Supplied material:
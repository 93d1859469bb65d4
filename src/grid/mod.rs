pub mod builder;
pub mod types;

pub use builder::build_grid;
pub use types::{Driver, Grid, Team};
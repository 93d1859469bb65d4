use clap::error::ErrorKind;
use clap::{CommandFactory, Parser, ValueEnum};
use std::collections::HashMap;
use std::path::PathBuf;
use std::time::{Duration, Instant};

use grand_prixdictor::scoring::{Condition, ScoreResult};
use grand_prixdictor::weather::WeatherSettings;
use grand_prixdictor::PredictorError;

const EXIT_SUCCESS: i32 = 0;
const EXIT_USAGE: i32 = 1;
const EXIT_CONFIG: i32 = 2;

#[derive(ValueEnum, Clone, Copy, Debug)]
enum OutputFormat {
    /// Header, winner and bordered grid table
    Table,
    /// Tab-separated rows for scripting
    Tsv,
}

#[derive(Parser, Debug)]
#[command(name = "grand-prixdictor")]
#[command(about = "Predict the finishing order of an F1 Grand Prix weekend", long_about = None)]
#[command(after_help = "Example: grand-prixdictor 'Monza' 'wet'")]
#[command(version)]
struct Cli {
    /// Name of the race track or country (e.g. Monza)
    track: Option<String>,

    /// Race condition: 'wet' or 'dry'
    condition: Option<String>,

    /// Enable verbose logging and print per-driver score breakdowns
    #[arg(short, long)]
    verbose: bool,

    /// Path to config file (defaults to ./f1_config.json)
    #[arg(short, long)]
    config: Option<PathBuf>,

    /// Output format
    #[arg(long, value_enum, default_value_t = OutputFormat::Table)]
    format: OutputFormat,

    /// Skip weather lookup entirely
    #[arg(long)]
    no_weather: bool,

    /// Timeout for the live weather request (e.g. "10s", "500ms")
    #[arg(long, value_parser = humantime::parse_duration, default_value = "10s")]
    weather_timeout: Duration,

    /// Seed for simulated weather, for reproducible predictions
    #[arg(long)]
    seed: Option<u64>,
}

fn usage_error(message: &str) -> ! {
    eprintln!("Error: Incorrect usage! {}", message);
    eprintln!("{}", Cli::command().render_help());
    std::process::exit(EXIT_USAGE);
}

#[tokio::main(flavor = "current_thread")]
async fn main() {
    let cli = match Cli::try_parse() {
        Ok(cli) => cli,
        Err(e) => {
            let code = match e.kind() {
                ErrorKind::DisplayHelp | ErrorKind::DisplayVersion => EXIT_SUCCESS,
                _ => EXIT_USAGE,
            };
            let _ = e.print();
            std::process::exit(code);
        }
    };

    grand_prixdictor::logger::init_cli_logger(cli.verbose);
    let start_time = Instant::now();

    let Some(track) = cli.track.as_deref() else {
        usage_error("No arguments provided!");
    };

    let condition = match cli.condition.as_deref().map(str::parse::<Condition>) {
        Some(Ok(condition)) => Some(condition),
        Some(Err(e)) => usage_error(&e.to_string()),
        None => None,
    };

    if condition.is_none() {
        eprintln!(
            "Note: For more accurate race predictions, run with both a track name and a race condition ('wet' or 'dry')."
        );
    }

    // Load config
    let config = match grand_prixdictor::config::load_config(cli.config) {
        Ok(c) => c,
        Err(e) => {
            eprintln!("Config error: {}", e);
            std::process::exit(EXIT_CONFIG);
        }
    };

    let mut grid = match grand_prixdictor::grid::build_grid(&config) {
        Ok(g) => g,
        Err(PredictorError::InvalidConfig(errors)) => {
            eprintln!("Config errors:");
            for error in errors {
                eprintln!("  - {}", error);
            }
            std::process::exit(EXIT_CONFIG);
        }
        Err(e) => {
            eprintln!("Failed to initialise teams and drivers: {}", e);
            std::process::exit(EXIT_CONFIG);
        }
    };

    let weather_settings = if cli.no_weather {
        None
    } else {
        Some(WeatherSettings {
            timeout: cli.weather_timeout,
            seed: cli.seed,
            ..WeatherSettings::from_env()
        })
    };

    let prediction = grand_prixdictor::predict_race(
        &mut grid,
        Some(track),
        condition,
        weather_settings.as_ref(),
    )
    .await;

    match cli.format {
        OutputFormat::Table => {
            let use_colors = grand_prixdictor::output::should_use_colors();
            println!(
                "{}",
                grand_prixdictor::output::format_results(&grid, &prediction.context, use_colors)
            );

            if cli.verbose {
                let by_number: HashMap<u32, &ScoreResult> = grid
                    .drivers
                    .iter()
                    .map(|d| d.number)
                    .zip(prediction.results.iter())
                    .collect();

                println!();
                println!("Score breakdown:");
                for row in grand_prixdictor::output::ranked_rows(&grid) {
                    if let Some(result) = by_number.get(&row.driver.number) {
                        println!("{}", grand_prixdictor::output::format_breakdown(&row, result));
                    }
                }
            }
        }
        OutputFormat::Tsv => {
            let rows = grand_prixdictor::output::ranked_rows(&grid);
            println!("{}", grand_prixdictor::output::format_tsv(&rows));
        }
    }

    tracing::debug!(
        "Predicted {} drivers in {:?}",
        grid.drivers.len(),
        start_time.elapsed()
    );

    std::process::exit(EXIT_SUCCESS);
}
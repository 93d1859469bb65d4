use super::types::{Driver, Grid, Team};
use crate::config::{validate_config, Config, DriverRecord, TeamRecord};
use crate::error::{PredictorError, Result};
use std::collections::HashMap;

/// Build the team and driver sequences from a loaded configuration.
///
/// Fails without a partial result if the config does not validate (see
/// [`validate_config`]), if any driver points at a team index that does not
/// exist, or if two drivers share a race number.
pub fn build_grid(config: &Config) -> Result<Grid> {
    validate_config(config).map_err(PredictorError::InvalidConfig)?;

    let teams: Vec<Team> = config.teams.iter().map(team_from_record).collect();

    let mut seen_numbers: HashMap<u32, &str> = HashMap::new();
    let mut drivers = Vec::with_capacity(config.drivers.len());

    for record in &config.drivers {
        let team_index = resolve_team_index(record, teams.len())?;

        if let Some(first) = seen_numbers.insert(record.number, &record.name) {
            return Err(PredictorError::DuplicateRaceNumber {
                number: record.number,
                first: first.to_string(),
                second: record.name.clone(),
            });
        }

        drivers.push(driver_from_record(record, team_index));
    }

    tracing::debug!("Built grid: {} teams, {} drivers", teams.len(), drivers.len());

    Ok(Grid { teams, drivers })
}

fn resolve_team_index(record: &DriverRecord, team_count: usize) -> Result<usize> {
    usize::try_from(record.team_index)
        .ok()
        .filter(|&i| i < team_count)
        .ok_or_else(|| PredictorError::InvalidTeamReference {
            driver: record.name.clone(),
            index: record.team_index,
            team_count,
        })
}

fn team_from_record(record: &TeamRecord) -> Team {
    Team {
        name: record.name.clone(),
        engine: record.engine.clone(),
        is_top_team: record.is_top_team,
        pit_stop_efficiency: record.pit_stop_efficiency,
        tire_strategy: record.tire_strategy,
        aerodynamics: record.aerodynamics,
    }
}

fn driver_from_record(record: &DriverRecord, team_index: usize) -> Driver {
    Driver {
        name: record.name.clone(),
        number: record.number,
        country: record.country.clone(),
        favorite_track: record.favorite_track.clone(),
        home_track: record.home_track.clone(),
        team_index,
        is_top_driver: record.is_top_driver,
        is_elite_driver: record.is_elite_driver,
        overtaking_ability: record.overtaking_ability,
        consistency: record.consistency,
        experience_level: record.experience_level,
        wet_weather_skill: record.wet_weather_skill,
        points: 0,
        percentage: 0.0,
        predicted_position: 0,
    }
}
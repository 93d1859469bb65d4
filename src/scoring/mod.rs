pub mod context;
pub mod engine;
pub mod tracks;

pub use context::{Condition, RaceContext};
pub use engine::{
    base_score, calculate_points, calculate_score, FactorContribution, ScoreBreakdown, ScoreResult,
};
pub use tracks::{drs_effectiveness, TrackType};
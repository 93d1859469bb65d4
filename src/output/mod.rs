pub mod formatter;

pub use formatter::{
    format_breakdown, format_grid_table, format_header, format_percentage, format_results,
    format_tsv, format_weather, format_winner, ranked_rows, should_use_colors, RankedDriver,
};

Assignment: This task calls for the number of lines in the entries that contain the string "eprintln", with no accompanying text.

Your solution: 7